_Exercise goal_.
A single number is expected: the count of lines below where the word "Debug" occurs.

Items listed in a dataset:
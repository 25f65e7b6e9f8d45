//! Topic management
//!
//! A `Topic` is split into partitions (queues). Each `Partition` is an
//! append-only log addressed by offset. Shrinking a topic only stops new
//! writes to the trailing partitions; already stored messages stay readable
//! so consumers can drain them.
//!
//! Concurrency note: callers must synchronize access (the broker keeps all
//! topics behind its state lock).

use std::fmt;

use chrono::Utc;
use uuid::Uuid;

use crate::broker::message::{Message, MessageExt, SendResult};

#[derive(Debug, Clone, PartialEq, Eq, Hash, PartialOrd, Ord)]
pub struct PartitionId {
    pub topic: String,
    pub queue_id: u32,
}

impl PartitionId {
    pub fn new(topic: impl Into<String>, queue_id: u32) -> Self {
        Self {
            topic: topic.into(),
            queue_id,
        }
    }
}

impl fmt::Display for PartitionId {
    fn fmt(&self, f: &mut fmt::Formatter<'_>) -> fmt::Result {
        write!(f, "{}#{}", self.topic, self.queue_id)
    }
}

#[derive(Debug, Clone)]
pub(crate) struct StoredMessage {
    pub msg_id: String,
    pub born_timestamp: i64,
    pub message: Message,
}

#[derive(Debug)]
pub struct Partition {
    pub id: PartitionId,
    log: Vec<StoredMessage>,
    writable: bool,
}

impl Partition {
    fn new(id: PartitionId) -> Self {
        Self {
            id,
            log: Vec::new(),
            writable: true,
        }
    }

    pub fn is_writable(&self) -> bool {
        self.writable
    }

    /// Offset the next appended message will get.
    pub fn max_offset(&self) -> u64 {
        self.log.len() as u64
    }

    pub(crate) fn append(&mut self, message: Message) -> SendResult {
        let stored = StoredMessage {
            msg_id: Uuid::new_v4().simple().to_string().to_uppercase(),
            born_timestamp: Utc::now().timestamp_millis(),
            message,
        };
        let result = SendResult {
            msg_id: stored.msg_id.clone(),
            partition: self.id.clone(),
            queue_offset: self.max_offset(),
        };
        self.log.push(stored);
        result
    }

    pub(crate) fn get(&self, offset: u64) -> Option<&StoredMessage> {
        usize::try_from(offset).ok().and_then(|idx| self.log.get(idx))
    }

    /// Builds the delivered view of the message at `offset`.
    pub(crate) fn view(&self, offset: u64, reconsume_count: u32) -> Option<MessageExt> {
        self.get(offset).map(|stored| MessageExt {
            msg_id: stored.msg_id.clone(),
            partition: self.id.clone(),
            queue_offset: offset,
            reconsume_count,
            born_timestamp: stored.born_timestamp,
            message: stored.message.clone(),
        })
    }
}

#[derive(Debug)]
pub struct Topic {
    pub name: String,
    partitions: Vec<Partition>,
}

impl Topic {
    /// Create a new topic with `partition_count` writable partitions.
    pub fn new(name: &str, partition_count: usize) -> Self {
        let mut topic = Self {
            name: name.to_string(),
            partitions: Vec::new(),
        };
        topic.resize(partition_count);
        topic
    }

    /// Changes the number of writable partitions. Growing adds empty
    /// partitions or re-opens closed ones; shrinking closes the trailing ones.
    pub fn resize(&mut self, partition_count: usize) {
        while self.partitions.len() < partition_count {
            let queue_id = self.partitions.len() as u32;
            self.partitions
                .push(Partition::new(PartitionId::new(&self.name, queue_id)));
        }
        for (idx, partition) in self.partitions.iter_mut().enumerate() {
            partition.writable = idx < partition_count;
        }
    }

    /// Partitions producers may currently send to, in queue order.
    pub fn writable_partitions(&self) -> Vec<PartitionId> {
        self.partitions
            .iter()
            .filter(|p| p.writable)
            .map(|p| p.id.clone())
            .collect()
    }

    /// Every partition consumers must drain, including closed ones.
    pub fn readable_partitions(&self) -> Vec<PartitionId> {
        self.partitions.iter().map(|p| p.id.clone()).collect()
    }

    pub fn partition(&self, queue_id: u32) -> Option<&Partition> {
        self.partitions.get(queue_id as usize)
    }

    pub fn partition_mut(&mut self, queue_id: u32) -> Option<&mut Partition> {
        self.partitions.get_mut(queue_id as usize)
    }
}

---

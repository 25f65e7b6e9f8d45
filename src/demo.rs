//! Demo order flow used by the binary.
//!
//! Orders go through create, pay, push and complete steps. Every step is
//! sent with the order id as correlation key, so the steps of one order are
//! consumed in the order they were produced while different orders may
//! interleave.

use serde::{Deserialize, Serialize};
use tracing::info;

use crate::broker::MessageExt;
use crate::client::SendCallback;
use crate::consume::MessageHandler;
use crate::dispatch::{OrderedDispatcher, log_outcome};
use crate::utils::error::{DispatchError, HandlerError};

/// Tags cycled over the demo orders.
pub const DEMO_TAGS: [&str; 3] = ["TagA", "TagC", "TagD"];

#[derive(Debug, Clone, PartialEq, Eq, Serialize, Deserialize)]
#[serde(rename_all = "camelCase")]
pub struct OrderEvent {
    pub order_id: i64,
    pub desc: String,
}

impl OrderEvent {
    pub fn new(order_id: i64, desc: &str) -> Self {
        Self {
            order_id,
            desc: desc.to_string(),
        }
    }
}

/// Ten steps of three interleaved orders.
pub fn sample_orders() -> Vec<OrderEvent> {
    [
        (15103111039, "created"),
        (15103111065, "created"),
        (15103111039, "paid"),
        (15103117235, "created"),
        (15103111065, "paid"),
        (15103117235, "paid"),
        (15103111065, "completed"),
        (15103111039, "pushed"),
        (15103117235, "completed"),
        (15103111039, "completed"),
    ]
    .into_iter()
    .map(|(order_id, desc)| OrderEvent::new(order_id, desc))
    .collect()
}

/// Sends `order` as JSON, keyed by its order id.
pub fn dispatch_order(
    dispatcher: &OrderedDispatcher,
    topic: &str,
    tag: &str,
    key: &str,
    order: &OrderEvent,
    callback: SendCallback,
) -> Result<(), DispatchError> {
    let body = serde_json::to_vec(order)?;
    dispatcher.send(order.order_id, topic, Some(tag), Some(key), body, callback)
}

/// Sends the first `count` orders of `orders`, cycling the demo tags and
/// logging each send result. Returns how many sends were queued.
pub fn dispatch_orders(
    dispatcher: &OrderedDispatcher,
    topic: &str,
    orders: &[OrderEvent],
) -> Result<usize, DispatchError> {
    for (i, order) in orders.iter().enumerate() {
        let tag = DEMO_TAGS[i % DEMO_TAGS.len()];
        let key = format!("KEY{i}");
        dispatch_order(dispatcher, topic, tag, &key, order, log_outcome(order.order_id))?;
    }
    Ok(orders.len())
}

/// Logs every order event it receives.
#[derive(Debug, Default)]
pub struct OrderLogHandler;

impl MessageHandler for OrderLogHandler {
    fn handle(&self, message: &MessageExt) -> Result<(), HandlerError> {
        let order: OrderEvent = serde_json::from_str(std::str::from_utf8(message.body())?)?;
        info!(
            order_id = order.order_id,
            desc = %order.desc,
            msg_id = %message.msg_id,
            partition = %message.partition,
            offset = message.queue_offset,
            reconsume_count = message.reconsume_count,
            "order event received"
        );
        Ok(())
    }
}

_Written reply_.
6